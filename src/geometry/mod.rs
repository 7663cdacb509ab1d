pub(crate) mod crop;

### How to complete this task
Set down the listing in full, keeping every word exactly as it is.

### Solution
filename src/geometry/mod.rs
repository 7663cdacb509ab1d
pub(crate) mod crop;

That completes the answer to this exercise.